Political Secretary to the Prime Minister of the United Kingdom
- In office 2007–2010
- Prime Minister: Gordon Brown
- Preceded by: John McTernan
- Succeeded by: Stephen Gilbert

Personal details
- Education: Birkbeck College, University of London

= Joe Irvin =

Joseph David Irvin is an ex-charity leader who until 2020 was the chief executive of Living Streets, the UK charity that campaigns for pedestrians.

== Career ==
He started his career as policy officer for the Trades Union Congress before moving onto various roles including Director of Education and Research at the Transport and General Workers' Union.
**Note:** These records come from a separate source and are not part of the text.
//! Storage collaborators of the association field.
//!
//! The field never talks to a database directly. It relies on three narrow
//! traits, which a backend implements together:
//! - [`SchemaCatalog`]: table existence, for pivot detection by convention
//! - [`EntityCatalog`]: every instance of the target type, for the option list
//! - [`RelationStore`]: reading and fully replacing one source's association set
//!
//! Two backends ship with the crate: [`MemoryStore`] and [`PgStore`].

use crate::entity::{EntityId, EntityType, Record};
use crate::error::StoreError;
use crate::pivot::PivotInfo;
use serde::Serialize;

pub mod memory;
pub mod postgres;

#[doc(inline)]
pub use memory::MemoryStore;
#[doc(inline)]
pub use postgres::PgStore;

/// Table existence checks
pub trait SchemaCatalog {
    fn has_table(&self, name: &str) -> Result<bool, StoreError>;
}

/// Enumeration of every instance of an entity type
pub trait EntityCatalog {
    /// All instances of `entity_type`, ordered by key
    fn all(&self, entity_type: &EntityType) -> Result<Vec<Record>, StoreError>;
}

/// Reads and writes association sets through a pivot table
pub trait RelationStore {
    /// Entities of type `target` linked to `source_key`, ordered by key
    fn related(
        &self,
        source_key: &EntityId,
        pivot: &PivotInfo,
        target: &EntityType,
    ) -> Result<Vec<Record>, StoreError>;

    /// Replace the association set of `source_key` with exactly `ids`
    ///
    /// Either the whole new set is stored or nothing changes. `target` is used
    /// to check that every id refers to an existing entity.
    fn sync(
        &self,
        source_key: &EntityId,
        pivot: &PivotInfo,
        target: &EntityType,
        ids: &[EntityId],
    ) -> Result<SyncChanges, StoreError>;
}

/// Everything the field needs from a backend
pub trait Backend: SchemaCatalog + EntityCatalog + RelationStore {
    /// This backend as a schema catalog, for [`PivotResolver`](crate::pivot::PivotResolver)
    fn schema(&self) -> &dyn SchemaCatalog;
}

impl<T: SchemaCatalog + EntityCatalog + RelationStore> Backend for T {
    fn schema(&self) -> &dyn SchemaCatalog {
        self
    }
}

/// Outcome of a full sync
#[derive(Debug, Clone, Default, PartialEq, Eq, Serialize)]
pub struct SyncChanges {
    /// Ids that were linked by this sync
    pub attached: Vec<EntityId>,
    /// Ids that were unlinked by this sync
    pub detached: Vec<EntityId>,
}

impl SyncChanges {
    /// Diff a current set against the desired one, preserving the order of each input
    pub fn diff(current: &[EntityId], desired: &[EntityId]) -> Self {
        Self {
            attached: desired
                .iter()
                .filter(|id| !current.contains(id))
                .cloned()
                .collect(),
            detached: current
                .iter()
                .filter(|id| !desired.contains(id))
                .cloned()
                .collect(),
        }
    }

    pub fn is_empty(&self) -> bool {
        self.attached.is_empty() && self.detached.is_empty()
    }
}
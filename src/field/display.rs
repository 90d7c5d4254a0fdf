//! Label computation and link rendering for related entities.

use super::DisplayFn;
use crate::entity::{EntityId, Model};
use serde_json::Value;

/// Label of `model` from the display function, else from `display_field`
///
/// `Ok(None)` means neither produced a non-empty label and the caller should
/// apply its own fallback.
///
/// # Errors
///
/// Returns the display function's error message, or a description of an
/// attribute that holds an array or object.
pub(crate) fn label_for(
    model: &dyn Model,
    display: Option<&DisplayFn>,
    display_field: &str,
) -> Result<Option<String>, String> {
    let label = match display {
        Some(f) => (**f)(model).map_err(|e| e.to_string())?,
        None => match model.attribute(display_field) {
            None | Some(Value::Null) => return Ok(None),
            Some(Value::String(s)) => s,
            Some(Value::Number(n)) => n.to_string(),
            Some(Value::Bool(b)) => b.to_string(),
            Some(other) => {
                return Err(format!(
                    "attribute '{display_field}' is not a scalar: {other}"
                ))
            }
        },
    };
    Ok(Some(label).filter(|l| !l.trim().is_empty()))
}

/// Link label: computed label, else the identifier
pub(crate) fn link_label(
    model: &dyn Model,
    key: &EntityId,
    display: Option<&DisplayFn>,
    display_field: &str,
) -> String {
    match label_for(model, display, display_field) {
        Ok(Some(label)) => label,
        Ok(None) => key.to_string(),
        Err(e) => {
            log::debug!("label for {} {key} failed, using key: {e}", model.entity_type().name());
            key.to_string()
        }
    }
}

/// Option label: computed label, else `ID: <key>`
pub(crate) fn option_label(
    model: &dyn Model,
    key: &EntityId,
    display: Option<&DisplayFn>,
    display_field: &str,
) -> Result<String, String> {
    Ok(label_for(model, display, display_field)?.unwrap_or_else(|| format!("ID: {key}")))
}

/// `<a class="link-default" href="{base}/resources/{resource}/{id}">{label}</a>`
pub(crate) fn anchor(base_path: &str, resource_key: &str, key: &EntityId, label: &str) -> String {
    let href = format!(
        "{}/resources/{}/{}",
        base_path.trim_end_matches('/'),
        resource_key,
        key
    );
    format!(
        r#"<a class="link-default" href="{}">{}</a>"#,
        html_escape::encode_double_quoted_attribute(&href),
        html_escape::encode_safe(label)
    )
}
He has in the past served as Director of Parliamentary Affairs for the RSPB (Royal Society for the Protection of Birds) and Director of Public Affairs for BAA

In 1997 he moved into the political arena as special advisor to Deputy Prime Minister John Prescott and eventually went on to replace John McTernan as Political Secretary to Gordon Brown during his term as Prime Minister of the United Kingdom. After leaving politics in 2012 he became CEO of the National Association for Voluntary and Community Action.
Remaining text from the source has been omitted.